El día en que Luis Fernando Alvarado llegó a las instalaciones de Alpes Flowers, la que años atrás fuera una de las más grandes empresas de floricultura de la sabana de Bogotá, solo halló 3,5 millones de tallos de flores maduras, en proceso de descomposición, en un predio de 80 hectáreas.

Una fila de 240 empleados que habían sido despedidos esperaban por sus prestaciones, para las cuales se requerían más de 5.000 millones de pesos.

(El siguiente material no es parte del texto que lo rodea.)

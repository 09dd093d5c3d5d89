//! Core domain types shared across the workspace.

use std::collections::HashMap;

use serde::{Deserialize, Serialize};

/// One raw row from a lead source, keyed by the source's own column headers.
pub type LeadRow = HashMap<String, String>;

/// Canonical lead fields and the column-header synonyms accepted for each.
///
/// Resolved once at ingestion; header matching is case-insensitive and
/// whitespace-trimmed. Order within a synonym list is the lookup priority.
pub const FIELD_SYNONYMS: &[(&str, &[&str])] = &[
    ("NAME", &["NAME", "FULL NAME", "FULL_NAME"]),
    ("FIRST_NAME", &["FIRST NAME", "FIRST_NAME"]),
    ("LAST_NAME", &["LAST NAME", "LAST_NAME"]),
    ("EMAIL", &["MAIL ID", "EMAIL", "EMAIL ADDRESS", "EMAIL_ADDRESS"]),
    ("LOCATION", &["LOCATION", "ADDRESS", "CITY", "COUNTRY"]),
    ("ROLE", &["ROLE", "JOB TITLE", "TITLE", "POSITION"]),
    ("LINKEDIN", &["LINKEDIN", "LINKEDIN URL", "LINKEDIN_URL"]),
    ("COMPANY", &["COMPANY", "COMPANY NAME", "COMPANY_NAME"]),
    ("PHONE", &["PHONE", "PHONE NUMBER", "MOBILE"]),
];

/// Look up a canonical field in a raw row via its synonym list.
/// Returns the first non-empty match, or an empty string.
pub fn resolve_field(row: &LeadRow, canonical: &str) -> String {
    let Some((_, synonyms)) = FIELD_SYNONYMS.iter().find(|(c, _)| *c == canonical) else {
        return String::new();
    };
    for synonym in *synonyms {
        for (key, value) in row {
            if key.trim().eq_ignore_ascii_case(synonym) && !value.trim().is_empty() {
                return value.trim().to_string();
            }
        }
    }
    String::new()
}

/// One lead pulled from the lead source, owned by a single traversal.
#[derive(Debug, Clone, Default, Serialize, Deserialize)]
pub struct LeadRecord {
    /// Unique per run. For table-backed sources this is the row index.
    pub id: String,
    pub name: String,
    pub email: String,
    pub phone: String,
    pub address: String,
    pub role: String,
    pub company: String,
    /// Company website domain, if known. Inferred from the email domain
    /// at ingestion when the source carries no website column.
    pub website: String,
    pub linkedin_url: String,
    /// Narrative profile built up by the research stages.
    pub profile: String,
}

impl LeadRecord {
    /// Build a lead from a raw source row using the synonym table.
    pub fn from_row(row: &LeadRow) -> Self {
        let mut name = resolve_field(row, "NAME");
        if name.is_empty() {
            let first = resolve_field(row, "FIRST_NAME");
            let last = resolve_field(row, "LAST_NAME");
            name = format!("{first} {last}").trim().to_string();
        }

        let email = resolve_field(row, "EMAIL");
        let website = website_from_email(&email);

        let id = row
            .iter()
            .find(|(k, _)| k.eq_ignore_ascii_case("id"))
            .map(|(_, v)| v.trim().to_string())
            .unwrap_or_default();

        Self {
            id,
            name,
            email,
            phone: resolve_field(row, "PHONE"),
            address: resolve_field(row, "LOCATION"),
            role: resolve_field(row, "ROLE"),
            company: resolve_field(row, "COMPANY"),
            website,
            linkedin_url: resolve_field(row, "LINKEDIN"),
            profile: String::new(),
        }
    }
}

/// Infer a company website domain from an email address.
/// Returns an empty string when the address has no usable domain.
pub fn website_from_email(email: &str) -> String {
    let Some(domain) = email.rsplit('@').next().filter(|_| email.contains('@')) else {
        return String::new();
    };
    if domain.contains('.') {
        domain.to_string()
    } else {
        String::new()
    }
}

/// Social channels discovered on the company website. All optional,
/// empty string when absent.
#[derive(Debug, Clone, Default, Serialize, Deserialize)]
pub struct SocialLinks {
    pub blog: String,
    pub facebook: String,
    pub twitter: String,
    pub youtube: String,
}

/// Company intelligence accumulated over a lead's traversal.
#[derive(Debug, Clone, Default, Serialize, Deserialize)]
pub struct CompanyProfile {
    pub name: String,
    pub website: String,
    /// Free-text narrative. Research stages append to it, never replace it.
    pub profile: String,
    pub social: SocialLinks,
}

impl CompanyProfile {
    /// Append a narrative fragment to the profile.
    pub fn append_profile(&mut self, fragment: &str) {
        let fragment = fragment.trim();
        if fragment.is_empty() {
            return;
        }
        if self.profile.is_empty() {
            self.profile = fragment.to_string();
        } else {
            self.profile.push_str("\n\n");
            self.profile.push_str(fragment);
        }
    }
}

/// One titled unit of synthesized content. Immutable once created;
/// identified by title for merge and dedup purposes.
#[derive(Debug, Clone, Serialize, Deserialize)]
pub struct Report {
    pub title: String,
    pub content: String,
    pub is_markdown: bool,
}

impl Report {
    pub fn markdown(title: impl Into<String>, content: impl Into<String>) -> Self {
        Self {
            title: title.into(),
            content: content.into(),
            is_markdown: true,
        }
    }

    pub fn plain(title: impl Into<String>, content: impl Into<String>) -> Self {
        Self {
            title: title.into(),
            content: content.into(),
            is_markdown: false,
        }
    }
}

#[cfg(test)]
mod tests {
    use super::*;

    fn row(pairs: &[(&str, &str)]) -> LeadRow {
        pairs
            .iter()
            .map(|(k, v)| (k.to_string(), v.to_string()))
            .collect()
    }

    #[test]
    fn resolves_synonyms_case_insensitively() {
        let r = row(&[("mail id", "jane@acme.com"), ("Job Title", "CTO")]);
        assert_eq!(resolve_field(&r, "EMAIL"), "jane@acme.com");
        assert_eq!(resolve_field(&r, "ROLE"), "CTO");
        assert_eq!(resolve_field(&r, "PHONE"), "");
    }

    #[test]
    fn combines_split_name_columns() {
        let r = row(&[("FIRST NAME", "Jane"), ("LAST_NAME", "Doe"), ("id", "3")]);
        let lead = LeadRecord::from_row(&r);
        assert_eq!(lead.name, "Jane Doe");
        assert_eq!(lead.id, "3");
    }

    #[test]
    fn full_name_wins_over_split_columns() {
        let r = row(&[("NAME", "Jane Doe"), ("FIRST NAME", "J")]);
        assert_eq!(LeadRecord::from_row(&r).name, "Jane Doe");
    }

    #[test]
    fn infers_website_from_email_domain() {
        assert_eq!(website_from_email("jane@acme.com"), "acme.com");
        assert_eq!(website_from_email("jane@localhost"), "");
        assert_eq!(website_from_email("not-an-email"), "");
    }

    #[test]
    fn append_profile_never_replaces() {
        let mut company = CompanyProfile::default();
        company.append_profile("From LinkedIn.");
        company.append_profile("From the website.");
        company.append_profile("   ");
        assert_eq!(company.profile, "From LinkedIn.\n\nFrom the website.");
    }
}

Alvarado revisó la caja de la compañía, a la cual lo había enviado la Superintendencia de Sociedades como liquidador. Solo había 1.500 pesos y decenas de deudas.

Era el 15 de febrero del 2011, 24 horas después del San Valentín en Estados Unidos, que es cuando hacen su agosto los cultivadores de flores colombianas. Alvarado sintió pesar por la oportunidad perdida. La moribunda cosecha de flores, a 80 centavos de dólar cada una, hubiera dado justo lo necesario para solucionar el lío laboral.

Pero no había tiempo para lamentaciones. Las presiones eran muchas. “La primera semana hubo tres intentos de robo de bienes como plantas eléctricas, bombas, archivos y hasta una camioneta. Todo era saqueable”, recuerda.

De vez en cuando, los extrabajadores de Alpes, que vivían en casas vecinas a la empresa, espantaban a los ladrones, pero no siempre tenían suerte. Alvarado decidió actuar rápido.

Pensó en una solución que no impactara el empleo en el municipio de Tenjo, donde quedaba el cultivo. Vinculó a algunos trabajadores y empezó la recuperación del negocio para ofrecerlo en arriendo. A la tercera semana halló respuesta en el sector: Sunshine Bouquet.

“La tomaron en arriendo e hicieron tal número de inversiones que pronto restablecieron el empleo y hasta demandaron más mano de obra que la que tenía Alpes”, dijo.

Con la plata del arrendamiento, que por un contrato con el liquidador se incrementaba progresivamente con la productividad, fueron saneando las acreencias.

Faltaba lo más caro: la liquidación de los trabajadores, pero como al arrendatario le costaba cada vez más el uso del terreno, se decidió por la compra, lo que le permitió a Alvarado cerrar el capítulo laboral de Alpes para que todos iniciaran una nueva etapa en Sunshine.

“El tema social es el más importante en una liquidación”, afirma. En este caso se resolvió bien, se liquidaron y volvieron a ser enganchados 860 empleados, más de los 800 que en su buena época tenía Alpes, la cual fue sepultada el día que no pudo hacer su último San Valentín.